En Afrique de l’Ouest, le Mali se distingue comme l’un des principaux exportateurs de mangues, aux côtés de la Côte d’Ivoire et du Burkina Faso. Bien que la mangue soit le deuxième produit agricole d’exportation du pays après le coton, le secteur demeure largement sous-exploité.
Le 8 août dernier, la Société Industrielle de Gestion et de Commerce (Sigec) a lancé un ambitieux projet de trois ans, baptisé « Mali Mangoro Yiriwa », destiné à soutenir la filière mangue dans les régions de Sikasso et Bougouni. D’un coût total de 2,8 millions de dollars, ce projet est cofinancé par l’Agence des États-Unis pour le Développement International (USAID) dans le cadre de l’initiative Feed The Future, visant à renforcer la sécurité alimentaire et à lutter contre la pauvreté.
Le projet bénéficiera à plus de 12 000 petits exploitants agricoles, en leur offrant des formations techniques, notamment en lutte intégrée contre les mouches de fruits, afin d’améliorer leurs compétences et les encourager à investir davantage dans ce secteur prometteur.

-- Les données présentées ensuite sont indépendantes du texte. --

//! Booking ledger — the storage-level home of the interval exclusion rule.
//!
//! Bookings are partitioned by item. Each item's bookings live behind their
//! own mutex, and every write to an item (reserve or transition) holds that
//! mutex across check, persist and publish. Two reservations for the same
//! item are therefore serialized, while reservations for different items
//! never wait on each other beyond a brief map lookup.
//!
//! A file-backed ledger also takes the item's lock file in the bookings
//! directory and re-reads the item's records before checking, so separate
//! processes sharing one data directory are serialized the same way.
//!
//! Invariant: per item, no two active (pending or confirmed) bookings have
//! overlapping inclusive date ranges.

use std::collections::HashMap;
use std::path::PathBuf;
use std::sync::Arc;

use parking_lot::{Mutex, RwLock};

use crate::catalog::ItemId;
use crate::error::{MarketError, Result};
use crate::identity::UserId;
use crate::storage::{is_file_safe, RecordDir, RecordLock};

use super::types::{Booking, BookingId, BookingStatus, DateRange};

// ── Per-item schedule ─────────────────────────────────────────────────────────

#[derive(Default)]
struct ItemSchedule {
    /// Insertion order.
    bookings: Vec<Booking>,
}

impl ItemSchedule {
    /// First active booking overlapping `range`.
    fn conflict(&self, range: &DateRange) -> Option<&Booking> {
        self.bookings
            .iter()
            .filter(|b| b.is_active())
            .find(|b| b.range().overlaps(range))
    }

    fn position(&self, id: &BookingId) -> Option<usize> {
        self.bookings.iter().position(|b| &b.id == id)
    }
}

// ── BookingLedger ─────────────────────────────────────────────────────────────

/// Concurrent, optionally file-backed booking store.
pub struct BookingLedger {
    schedules: RwLock<HashMap<ItemId, Arc<Mutex<ItemSchedule>>>>,
    locator: RwLock<HashMap<BookingId, ItemId>>,
    records: Option<RecordDir<Booking>>,
}

impl BookingLedger {
    /// Empty, non-persistent ledger.
    pub fn in_memory() -> Self {
        Self {
            schedules: RwLock::new(HashMap::new()),
            locator: RwLock::new(HashMap::new()),
            records: None,
        }
    }

    /// Open a file-backed ledger.
    ///
    /// # Errors
    ///
    /// Storage errors from the record directory, or `InvalidFileFormat` if
    /// the stored bookings already violate the exclusion invariant.
    pub fn open(base_dir: impl Into<PathBuf>) -> Result<Self> {
        let records = RecordDir::open(base_dir)?;
        let mut bookings: Vec<Booking> = records.load_all()?;
        bookings.sort_by(|a, b| a.created_at.cmp(&b.created_at).then_with(|| a.id.cmp(&b.id)));

        let mut schedules: HashMap<ItemId, ItemSchedule> = HashMap::new();
        let mut locator = HashMap::new();
        for booking in bookings {
            if booking.start_date > booking.end_date {
                return Err(MarketError::InvalidFileFormat(format!(
                    "booking {} has an inverted range",
                    booking.id
                )));
            }
            let schedule = schedules.entry(booking.item_id.clone()).or_default();
            if booking.is_active() {
                if let Some(existing) = schedule.conflict(&booking.range()) {
                    return Err(MarketError::InvalidFileFormat(format!(
                        "stored booking {} overlaps active booking {}",
                        booking.id, existing.id
                    )));
                }
            }
            locator.insert(booking.id.clone(), booking.item_id.clone());
            schedule.bookings.push(booking);
        }
        log::debug!("loaded {} bookings", locator.len());

        let schedules = schedules
            .into_iter()
            .map(|(item, s)| (item, Arc::new(Mutex::new(s))))
            .collect();

        Ok(Self {
            schedules: RwLock::new(schedules),
            locator: RwLock::new(locator),
            records: Some(records),
        })
    }

    /// Store a new booking.
    ///
    /// Active bookings are checked against the item's other active bookings
    /// under the item's lock; the check and the insert are indivisible.
    ///
    /// # Errors
    ///
    /// `IntervalConflict` naming the first overlapping booking, or a storage
    /// error if persisting fails.
    pub fn reserve(&self, booking: Booking) -> Result<Booking> {
        let schedule = self.schedule(&booking.item_id);
        let mut schedule = schedule.lock();
        let _file_lock = self.lock_item(&booking.item_id)?;
        self.sync_item(&booking.item_id, &mut schedule)?;

        if booking.is_active() {
            if let Some(existing) = schedule.conflict(&booking.range()) {
                log::warn!(
                    "rejected booking on {} for {}: overlaps {}",
                    booking.item_id,
                    booking.range(),
                    existing.id
                );
                return Err(MarketError::IntervalConflict {
                    item: booking.item_id.clone(),
                    requested: (booking.start_date, booking.end_date),
                    existing: existing.id.clone(),
                });
            }
        }

        if let Some(records) = &self.records {
            records.save(&booking.id.0, &booking)?;
        }
        self.locator
            .write()
            .insert(booking.id.clone(), booking.item_id.clone());
        schedule.bookings.push(booking.clone());

        log::info!(
            "{} requested {} for {} ({})",
            booking.borrower,
            booking.item_id,
            booking.range(),
            booking.id
        );
        Ok(booking)
    }

    /// Move a booking to `next`, atomically with respect to its item.
    ///
    /// # Errors
    ///
    /// `NotFound` for an unknown id, `InvalidTransition` unless the booking
    /// is pending and `next` is terminal, or a storage error.
    pub fn transition(&self, id: &BookingId, next: BookingStatus) -> Result<Booking> {
        let item = self.item_of(id)?;
        let schedule = self.schedule(&item);
        let mut schedule = schedule.lock();
        let _file_lock = self.lock_item(&item)?;
        self.sync_item(&item, &mut schedule)?;

        let pos = schedule
            .position(id)
            .ok_or_else(|| MarketError::NotFound(format!("booking not found: {id}")))?;

        let current = schedule.bookings[pos].status;
        if !current.can_transition_to(next) {
            return Err(MarketError::InvalidTransition {
                booking: id.clone(),
                from: current,
                to: next,
            });
        }

        let mut updated = schedule.bookings[pos].clone();
        updated.status = next;
        updated.decided_at = Some(crate::time::now_micros());

        if let Some(records) = &self.records {
            records.save(&updated.id.0, &updated)?;
        }
        schedule.bookings[pos] = updated.clone();

        log::info!("booking {} is now {}", updated.id, updated.status);
        Ok(updated)
    }

    // ── Reads ─────────────────────────────────────────────────────────────────

    /// A booking by id. A file-backed ledger also finds bookings written by
    /// other handles since it was opened.
    pub fn get(&self, id: &BookingId) -> Option<Booking> {
        let Some(item) = self.locator.read().get(id).cloned() else {
            return self.load_unseen(id);
        };
        let schedule = self.existing_schedule(&item)?;
        let found = schedule.lock().bookings.iter().find(|b| &b.id == id).cloned();
        found
    }

    /// Like [`get`](Self::get) but a missing booking is `NotFound`.
    pub fn require(&self, id: &BookingId) -> Result<Booking> {
        self.get(id)
            .ok_or_else(|| MarketError::NotFound(format!("booking not found: {id}")))
    }

    /// All bookings for an item, in insertion order.
    pub fn for_item(&self, item: &ItemId) -> Vec<Booking> {
        self.existing_schedule(item)
            .map(|s| s.lock().bookings.clone())
            .unwrap_or_default()
    }

    /// Pending and confirmed bookings for an item, in insertion order.
    pub fn active_for_item(&self, item: &ItemId) -> Vec<Booking> {
        self.existing_schedule(item)
            .map(|s| {
                s.lock()
                    .bookings
                    .iter()
                    .filter(|b| b.is_active())
                    .cloned()
                    .collect()
            })
            .unwrap_or_default()
    }

    /// Every booking made by `borrower`, across all items.
    pub fn for_borrower(&self, borrower: &UserId) -> Vec<Booking> {
        self.snapshot()
            .iter()
            .flat_map(|s| {
                s.lock()
                    .bookings
                    .iter()
                    .filter(|b| &b.borrower == borrower)
                    .cloned()
                    .collect::<Vec<_>>()
            })
            .collect()
    }

    pub fn len(&self) -> usize {
        self.locator.read().len()
    }

    pub fn is_empty(&self) -> bool {
        self.locator.read().is_empty()
    }

    // ── Internal helpers ──────────────────────────────────────────────────────

    /// The item's schedule, created on first use.
    fn schedule(&self, item: &ItemId) -> Arc<Mutex<ItemSchedule>> {
        if let Some(existing) = self.existing_schedule(item) {
            return existing;
        }
        self.schedules
            .write()
            .entry(item.clone())
            .or_default()
            .clone()
    }

    fn existing_schedule(&self, item: &ItemId) -> Option<Arc<Mutex<ItemSchedule>>> {
        self.schedules.read().get(item).cloned()
    }

    fn item_of(&self, id: &BookingId) -> Result<ItemId> {
        if let Some(item) = self.locator.read().get(id) {
            return Ok(item.clone());
        }
        self.load_unseen(id)
            .map(|b| b.item_id)
            .ok_or_else(|| MarketError::NotFound(format!("booking not found: {id}")))
    }

    /// Read a booking this handle has not indexed straight from disk.
    fn load_unseen(&self, id: &BookingId) -> Option<Booking> {
        let records = self.records.as_ref()?;
        if !is_file_safe(&id.0) {
            return None;
        }
        match records.try_load(&id.0) {
            Ok(found) => found,
            Err(e) => {
                log::warn!("could not read booking {id}: {e}");
                None
            }
        }
    }

    fn lock_item(&self, item: &ItemId) -> Result<Option<RecordLock>> {
        match &self.records {
            Some(records) => records.lock(&item.0).map(Some),
            None => Ok(None),
        }
    }

    /// Reconcile an item's schedule with the bookings directory.
    ///
    /// Called with the item's file lock held. Picks up bookings other handles
    /// created for the item and status changes to bookings that were still
    /// active here. Terminal bookings never change and are not re-read.
    fn sync_item(&self, item: &ItemId, schedule: &mut ItemSchedule) -> Result<()> {
        let Some(records) = &self.records else {
            return Ok(());
        };

        let mut added = false;
        for key in records.list_keys()? {
            let id = BookingId(key);
            if let Some(pos) = schedule.position(&id) {
                if schedule.bookings[pos].is_active() {
                    if let Some(stored) = records.try_load(&id.0)? {
                        schedule.bookings[pos] = stored;
                    }
                }
                continue;
            }
            if self.locator.read().contains_key(&id) {
                continue;
            }
            let Some(stored) = records.try_load(&id.0)? else {
                continue;
            };
            if &stored.item_id != item {
                continue;
            }
            log::debug!("picked up booking {} for {item} from disk", stored.id);
            self.locator.write().insert(id, item.clone());
            schedule.bookings.push(stored);
            added = true;
        }

        if added {
            schedule
                .bookings
                .sort_by(|a, b| a.created_at.cmp(&b.created_at).then_with(|| a.id.cmp(&b.id)));
        }
        Ok(())
    }

    fn snapshot(&self) -> Vec<Arc<Mutex<ItemSchedule>>> {
        self.schedules.read().values().cloned().collect()
    }
}

// ── Tests ─────────────────────────────────────────────────────────────────────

En outre, Sigec prévoit l’installation d’une unité de transformation de mangues à Sikasso. Cette unité produira des jus de fruits, des confitures et des mangues séchées, destinés au marché local ainsi qu’à l’exportation. Diango Cissé, responsable de l’entreprise, a souligné que cette initiative permettra de valoriser toutes les mangues, qu’elles soient de premier ou de second choix, augmentant ainsi les revenus des producteurs de 20 à 30 %. De plus, cette unité de transformation créera 50 emplois directs et 300 emplois indirects.
Avec une production annuelle de plus de 80 000 tonnes en 2023, le Mali possède un potentiel de production de mangues estimé à plus de 575 000 tonnes par an. Ce projet pourrait être un catalyseur pour exploiter pleinement ce potentiel et améliorer la vie des agriculteurs maliens.